The Bitlocker feature has been available in Windows since Vista. Its capabilities are based on encrypting data located on a hard drive or flash drive. To do this, you should:

TrueCrypt: how to encrypt a flash drive

The free TrueCrypt program is more reliable way to encrypt the flash drive. This software solution It has quite broad functionality, for example, encryption of a single folder or the operating system itself.

At the same time, the proposed encryption quality is at high level. So, last year it was decided to conduct an independent audit in the wake of the hype around Snowden. For these purposes, they announced a fundraiser in the amount of 60 thousand dollars. The money was collected, and the first stage of verification took place on April 14 this year, which did not lead to the discovery of any critical encryption errors.

TrueCrypt instructions: how to make an encrypted USB flash drive

2. If you are interested in the crack, then download it (1.4 MB). All files are available on the official website.

3. Move the downloaded TrueCrypt.exe file to a folder on your hard drive and unpack the crack there.

4. Installing the program (running a file with the extension .exe) involves choosing from two options: Install and Extract, that is, standard and portable. Choice portable installation increases the level of security, since it will not be possible to determine that a ransomware is present in computer programs. Otherwise, the flash drive can only be opened on the computer where TrueCrypt is installed, which confirms the great practicality of a portable installation.

5. When extracting, specify the flash drive as the final destination.
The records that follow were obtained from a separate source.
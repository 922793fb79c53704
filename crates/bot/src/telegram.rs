//! Telegram Bot API transport.
//!
//! Thin reqwest client implementing the `ChatTransport` contract plus the
//! long-poll update loop. Sends try Markdown first and fall back to plain
//! text when the platform rejects the markup — a rendering failure never
//! drops a message. Transient HTTP failures get a small bounded retry.

use std::sync::Arc;
use std::time::Duration;

use async_trait::async_trait;
use ccbot_protocol::{ChatTransport, TransportError};
use serde::de::DeserializeOwned;
use serde::Deserialize;
use serde_json::{json, Value};
use tokio::sync::{mpsc, watch};
use tracing::{debug, info, warn};

const API_BASE: &str = "https://api.telegram.org";
const LONG_POLL_TIMEOUT_SECS: u64 = 50;
const RETRY_ATTEMPTS: usize = 3;
const RETRY_BASE_DELAY: Duration = Duration::from_millis(500);

/// One inbound event the command router consumes.
#[derive(Debug, Clone, PartialEq, Eq)]
pub enum ChatUpdate {
    Message {
        user_id: i64,
        chat_id: i64,
        topic_id: Option<i64>,
        text: String,
    },
    TopicClosed {
        user_id: i64,
        chat_id: i64,
        topic_id: i64,
    },
}

#[derive(Debug, Deserialize)]
struct ApiResponse<T> {
    ok: bool,
    result: Option<T>,
    description: Option<String>,
    parameters: Option<ResponseParameters>,
}

#[derive(Debug, Deserialize)]
struct ResponseParameters {
    retry_after: Option<u64>,
}

#[derive(Debug, Deserialize)]
struct Update {
    update_id: i64,
    message: Option<Incoming>,
}

#[derive(Debug, Deserialize)]
struct Incoming {
    #[allow(dead_code)]
    message_id: i64,
    from: Option<TgUser>,
    chat: TgChat,
    message_thread_id: Option<i64>,
    text: Option<String>,
    forum_topic_closed: Option<Value>,
    forum_topic_deleted: Option<Value>,
}

#[derive(Debug, Deserialize)]
struct TgUser {
    id: i64,
}

#[derive(Debug, Deserialize)]
struct TgChat {
    id: i64,
}

#[derive(Debug, Deserialize)]
struct SentMessage {
    message_id: i64,
}

/// Classify an incoming platform message. Everything outside a forum topic
/// is dropped here — the bridge only operates in topic mode.
fn classify_update(incoming: Incoming) -> Option<ChatUpdate> {
    let user_id = incoming.from?.id;
    let chat_id = incoming.chat.id;

    if incoming.forum_topic_closed.is_some() || incoming.forum_topic_deleted.is_some() {
        return Some(ChatUpdate::TopicClosed {
            user_id,
            chat_id,
            topic_id: incoming.message_thread_id?,
        });
    }

    let text = incoming.text?;
    Some(ChatUpdate::Message {
        user_id,
        chat_id,
        topic_id: incoming.message_thread_id,
        text,
    })
}

/// The platform flags markup it cannot render with a parse-entity error;
/// those sends are retried as plain text.
fn is_markup_rejection(description: &str) -> bool {
    let lower = description.to_lowercase();
    lower.contains("can't parse entities") || lower.contains("parse")
}

fn is_message_gone(description: &str) -> bool {
    let lower = description.to_lowercase();
    lower.contains("message to edit not found")
        || lower.contains("message to delete not found")
        || lower.contains("message can't be edited")
}

fn is_not_modified(description: &str) -> bool {
    description.to_lowercase().contains("message is not modified")
}

pub struct TelegramTransport {
    http: reqwest::Client,
    base_url: String,
}

impl TelegramTransport {
    pub fn new(bot_token: &str) -> anyhow::Result<Self> {
        let http = reqwest::Client::builder()
            .timeout(Duration::from_secs(LONG_POLL_TIMEOUT_SECS + 10))
            .build()?;
        Ok(Self {
            http,
            base_url: format!("{API_BASE}/bot{bot_token}"),
        })
    }

    /// POST one Bot API method with bounded retry on transport failures and
    /// 429 backoff. API-level errors (`ok: false`) surface immediately.
    async fn call<T: DeserializeOwned>(
        &self,
        method: &str,
        payload: &Value,
    ) -> Result<T, TransportError> {
        let url = format!("{}/{}", self.base_url, method);
        let mut last_error = None;

        for attempt in 0..RETRY_ATTEMPTS {
            if attempt > 0 {
                tokio::time::sleep(RETRY_BASE_DELAY * attempt as u32).await;
            }

            let response = match self.http.post(&url).json(payload).send().await {
                Ok(r) => r,
                Err(e) => {
                    debug!(
                        component = "telegram",
                        event = "telegram.request_failed",
                        method = %method,
                        attempt = attempt,
                        error = %e,
                        "HTTP request failed"
                    );
                    last_error = Some(TransportError::Http(e.to_string()));
                    continue;
                }
            };

            let status = response.status();
            let body: ApiResponse<T> = match response.json().await {
                Ok(b) => b,
                Err(e) => {
                    last_error = Some(TransportError::Http(e.to_string()));
                    continue;
                }
            };

            if body.ok {
                if let Some(result) = body.result {
                    return Ok(result);
                }
                return Err(TransportError::Api("missing result".to_string()));
            }

            let description = body
                .description
                .unwrap_or_else(|| format!("HTTP {status}"));

            // Flood control: honor retry_after once, then keep trying.
            if let Some(retry_after) = body.parameters.and_then(|p| p.retry_after) {
                warn!(
                    component = "telegram",
                    event = "telegram.flood_control",
                    method = %method,
                    retry_after_secs = retry_after,
                    "Rate limited by platform"
                );
                tokio::time::sleep(Duration::from_secs(retry_after.min(30))).await;
                last_error = Some(TransportError::Api(description));
                continue;
            }

            if status.is_server_error() {
                last_error = Some(TransportError::Http(description));
                continue;
            }

            return Err(TransportError::Api(description));
        }

        Err(last_error.unwrap_or_else(|| TransportError::Http("retries exhausted".to_string())))
    }

    async fn send_with_fallback(
        &self,
        chat_id: i64,
        topic_id: Option<i64>,
        text: &str,
    ) -> Result<SentMessage, TransportError> {
        let mut payload = json!({
            "chat_id": chat_id,
            "text": text,
            "parse_mode": "Markdown",
        });
        if let Some(topic) = topic_id {
            payload["message_thread_id"] = json!(topic);
        }

        match self.call::<SentMessage>("sendMessage", &payload).await {
            Ok(sent) => Ok(sent),
            Err(TransportError::Api(desc)) if is_markup_rejection(&desc) => {
                payload.as_object_mut().expect("payload object").remove("parse_mode");
                self.call::<SentMessage>("sendMessage", &payload).await
            }
            Err(e) => Err(e),
        }
    }
}

#[async_trait]
impl ChatTransport for TelegramTransport {
    async fn send_message(
        &self,
        chat_id: i64,
        topic_id: Option<i64>,
        text: &str,
    ) -> Result<i64, TransportError> {
        let sent = self.send_with_fallback(chat_id, topic_id, text).await?;
        Ok(sent.message_id)
    }

    async fn edit_message(
        &self,
        chat_id: i64,
        message_id: i64,
        text: &str,
    ) -> Result<(), TransportError> {
        let mut payload = json!({
            "chat_id": chat_id,
            "message_id": message_id,
            "text": text,
            "parse_mode": "Markdown",
        });

        let result = self.call::<Value>("editMessageText", &payload).await;
        match result {
            Ok(_) => Ok(()),
            Err(TransportError::Api(desc)) if is_markup_rejection(&desc) => {
                payload.as_object_mut().expect("payload object").remove("parse_mode");
                self.call::<Value>("editMessageText", &payload).await.map(|_| ())
            }
            Err(TransportError::Api(desc)) if is_not_modified(&desc) => Ok(()),
            Err(TransportError::Api(desc)) if is_message_gone(&desc) => {
                Err(TransportError::MessageGone)
            }
            Err(e) => Err(e),
        }
    }

    async fn delete_message(&self, chat_id: i64, message_id: i64) -> Result<(), TransportError> {
        let payload = json!({"chat_id": chat_id, "message_id": message_id});
        match self.call::<Value>("deleteMessage", &payload).await {
            Ok(_) => Ok(()),
            Err(TransportError::Api(desc)) if is_message_gone(&desc) => {
                Err(TransportError::MessageGone)
            }
            Err(e) => Err(e),
        }
    }

    async fn send_typing(&self, chat_id: i64, topic_id: Option<i64>) -> Result<(), TransportError> {
        let mut payload = json!({"chat_id": chat_id, "action": "typing"});
        if let Some(topic) = topic_id {
            payload["message_thread_id"] = json!(topic);
        }
        self.call::<Value>("sendChatAction", &payload).await.map(|_| ())
    }
}

/// Long-poll `getUpdates` and feed classified updates to the router until
/// shutdown. Poll errors back off and retry; the loop never dies on its own.
pub async fn run_update_loop(
    transport: Arc<TelegramTransport>,
    tx: mpsc::Sender<ChatUpdate>,
    mut shutdown: watch::Receiver<bool>,
) {
    info!(
        component = "telegram",
        event = "telegram.update_loop_started",
        "Update loop started"
    );
    let mut offset: i64 = 0;

    loop {
        let payload = json!({
            "offset": offset,
            "timeout": LONG_POLL_TIMEOUT_SECS,
            "allowed_updates": ["message"],
        });

        let updates = tokio::select! {
            result = transport.call::<Vec<Update>>("getUpdates", &payload) => result,
            _ = shutdown.changed() => break,
        };

        match updates {
            Ok(updates) => {
                for update in updates {
                    offset = offset.max(update.update_id + 1);
                    let Some(incoming) = update.message else {
                        continue;
                    };
                    if let Some(classified) = classify_update(incoming) {
                        if tx.send(classified).await.is_err() {
                            return;
                        }
                    }
                }
            }
            Err(e) => {
                warn!(
                    component = "telegram",
                    event = "telegram.get_updates_failed",
                    error = %e,
                    "getUpdates failed, backing off"
                );
                tokio::select! {
                    _ = tokio::time::sleep(Duration::from_secs(3)) => {}
                    _ = shutdown.changed() => break,
                }
            }
        }
    }

    info!(
        component = "telegram",
        event = "telegram.update_loop_stopped",
        "Update loop stopped"
    );
}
6. Run the TrueCrypt.exe file and in the window that opens, activate the “Create Volume” button.

7. A wizard will launch, where you should select the first item, which implies that an encrypted container will be installed on the flash drive.

8. In the next “Volume Type” window, do not change anything and click “Next”.

9. You will then be prompted to select a storage location for the container. Specify the path leading to the flash drive and specify some non-existent file on it. It doesn't matter what you write. In our example, such a file is called secret.txt.

10. Go to the window where you should set the encryption algorithm. Choose AES.

11. Specify the required size of the encrypted volume.

12. Set a password. The program recommends using at least 20 characters.

13. If you are going to save files with a volume of 4 GB or more, then select the answer “Yes”, which will allow you to format the volume in NTFC.

14. At this point, the process of creating a secret container can be considered complete, since the question “how to encrypt a flash drive with a password?” exhausts itself. Now all you have to do is figure out how to access the encrypted area of ​​the flash drive.

Encrypted files on a flash drive: how to access TrueCrypt

1. Run the TrueCrypt.exe file.
2. Select any drive label in the column provided.
3. Activate the "File" button.
4. Specify the path to the secret container (secret.txt).
5. Click “Mount” and enter the password.
6. After clicking OK in the Computer section of the Start menu, you will see that, along with hard drive Another hard drive icon appears under the letter you entered in the second step.
7. Open and use a new object in a standard way, that is, using “Explorer”.
8. To hide again secret disk, you must use the “Unmount” button.